Google Cloud targets the healthcare sector with new services and partnerships
Google LLC on Monday announced the availability of several new products and services for healthcare providers that it hopes can entice them to use its public cloud platform.
The new tools include a new Cloud Healthcare application programming interface. The company also announced that more of its cloud products are compliant with the Health Insurance Portability and Accountability Act or HIPAA, in addition to a number of new partnerships around healthcare.
Research from International Data Corp. suggests that cloud computing and other technologies such as artificial intelligence and the “internet of things” are likely to be warmly embraced by the healthcare sector in coming years. As such, Google’s ambitions in the sector are “very much a reflection of its overall mission to organize the world’s information and make it universally accessible and useful,” Greg Moore, vice president of healthcare for Google Cloud, wrote in a blog post.
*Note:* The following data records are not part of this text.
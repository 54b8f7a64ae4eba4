//! Audio files in and out: decoded media, impulse responses and recordings.

pub mod impulse;
pub mod media;
pub mod recorder;

use std::io::Read;
use std::path::Path;

use hound::{SampleFormat, WavReader, WavSpec, WavWriter};

use crate::buffer::SampleBuffer;
use crate::error::ConsoleError;

pub use impulse::ImpulseSource;
pub use media::WavSource;
pub use recorder::Recorder;

/// Decode a WAV file into deinterleaved float channels.
pub fn read_wav(path: &Path) -> Result<SampleBuffer, ConsoleError> {
    let reader = WavReader::open(path)?;
    decode(reader)
}

/// Decode WAV data from any reader. Integer samples of any width are scaled
/// to -1..1; float samples pass through.
pub fn decode_wav<R: Read>(source: R) -> Result<SampleBuffer, ConsoleError> {
    decode(WavReader::new(source)?)
}

fn decode<R: Read>(mut reader: WavReader<R>) -> Result<SampleBuffer, ConsoleError> {
    let spec = reader.spec();
    let interleaved: Vec<f32> = match spec.sample_format {
        SampleFormat::Float => reader.samples::<f32>().collect::<Result<_, _>>()?,
        SampleFormat::Int => {
            let max = (1i64 << (spec.bits_per_sample - 1)) as f32;
            reader
                .samples::<i32>()
                .map(|s| s.map(|x| x as f32 / max))
                .collect::<Result<_, _>>()?
        }
    };

    let channel_count = spec.channels.max(1) as usize;
    let mut channels = vec![Vec::with_capacity(interleaved.len() / channel_count); channel_count];
    for frame in interleaved.chunks_exact(channel_count) {
        for (channel, sample) in channels.iter_mut().zip(frame) {
            channel.push(*sample);
        }
    }
    log::debug!(
        target: "io",
        "decoded {} channel(s), {} frames at {} Hz",
        channel_count,
        channels[0].len(),
        spec.sample_rate
    );
    Ok(SampleBuffer::new(spec.sample_rate as f32, channels))
}

/// Write stereo float frames as a 32-bit float WAV.
pub fn write_wav(path: &Path, sample_rate: u32, interleaved: &[f32]) -> Result<(), ConsoleError> {
    let spec = WavSpec {
        channels: 2,
        sample_rate,
        bits_per_sample: 32,
        sample_format: SampleFormat::Float,
    };
    let mut writer = WavWriter::create(path, spec)?;
    for &sample in interleaved {
        writer.write_sample(sample)?;
    }
    writer.finalize()?;
    Ok(())
}

#[cfg(test)]
mod tests {
    use super::*;
    use std::io::Cursor;

    fn wav_bytes(spec: WavSpec, write: impl FnOnce(&mut WavWriter<&mut Cursor<Vec<u8>>>)) -> Vec<u8> {
        let mut cursor = Cursor::new(Vec::new());
        {
            let mut writer = WavWriter::new(&mut cursor, spec).unwrap();
            write(&mut writer);
            writer.finalize().unwrap();
        }
        cursor.into_inner()
    }

    #[test]
    fn test_decode_16_bit_stereo() {
        let spec = WavSpec {
            channels: 2,
            sample_rate: 22_050,
            bits_per_sample: 16,
            sample_format: SampleFormat::Int,
        };
        let bytes = wav_bytes(spec, |w| {
            for s in [16_384i16, -16_384, 0, 32_767] {
                w.write_sample(s).unwrap();
            }
        });
        let buffer = decode_wav(Cursor::new(bytes)).unwrap();
        assert_eq!(buffer.sample_rate(), 22_050.0);
        assert_eq!(buffer.channel_count(), 2);
        assert_eq!(buffer.len(), 2);
        assert_eq!(buffer.channel(0).unwrap()[0], 0.5);
        assert_eq!(buffer.channel(1).unwrap()[0], -0.5);
    }

    #[test]
    fn test_decode_24_bit_mono() {
        let spec = WavSpec {
            channels: 1,
            sample_rate: 48_000,
            bits_per_sample: 24,
            sample_format: SampleFormat::Int,
        };
        let bytes = wav_bytes(spec, |w| w.write_sample(-4_194_304i32).unwrap());
        let buffer = decode_wav(Cursor::new(bytes)).unwrap();
        assert_eq!(buffer.channel_count(), 1);
        assert_eq!(buffer.channel(0).unwrap()[0], -0.5);
    }

    #[test]
    fn test_float_round_trip_through_file() {
        let dir = tempfile::tempdir().unwrap();
        let path = dir.path().join("out.wav");
        write_wav(&path, 44_100, &[0.25, -0.25, 0.5, -0.5]).unwrap();
        let buffer = read_wav(&path).unwrap();
        assert_eq!(buffer.len(), 2);
        assert_eq!(buffer.channel(1).unwrap(), &[-0.25, -0.5]);
    }

    #[test]
    fn test_garbage_is_a_wav_error() {
        let err = decode_wav(Cursor::new(b"not a wav file".to_vec())).unwrap_err();
        assert!(matches!(err, ConsoleError::Wav(_)));
    }

    #[test]
    fn test_missing_file_is_reported() {
        let err = read_wav(Path::new("/definitely/not/here.wav")).unwrap_err();
        assert!(matches!(err, ConsoleError::Wav(_) | ConsoleError::Io(_)));
    }
}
To that end, Google’s new Cloud Healthcare API is designed to help healthcare providers manage and organize a range of data types and make it available for things such as machine learning and analytics. Currently available as an early-access release, the API will be rolled out to more users later this year.
In addition to the API, Google said its App Engine and Cloud Machine Learning Engine services are both now compliant with HIPAA. That means more than two dozen of its cloud services are now compliant with the standard.
Google also announced it’s teaming up with a supply chain company called Flex Ltd. to provide “analytics dashboards” that provide AI and machine learning capabilities. Flex offers a managed services platform for healthcare firms called BrightInsight that can support medical devices regulated by the U.S. Food and Drug Administration.
Google is collaborating with a Spanish precision medicine company called Kanteron Systems S.L.U. as well. The company is using Google Cloud Platform to offer telegenomics services, which relates to the analysis of genomic information for diagnosis, to its customers.
Rob Enderle, president and principal analyst of the Enderle Group, said Google’s push into healthcare is encouraging on the one hand because record-keeping in the industry “is a mess and is costing lives because avoidable mistakes are being made” all too often, thanks to a combination of cumbersome privacy laws and legacy computer systems. However, he cast doubt on Google’s ability to deliver, because doing so would mean that consumers and providers have to trust it to look after their medical records.
“Given that they make much of their money from selling information, I have doubts whether they can be trusted enough to pull this off,” Enderle said. “But done right, this could both lower healthcare costs and raise efficiency dramatically.”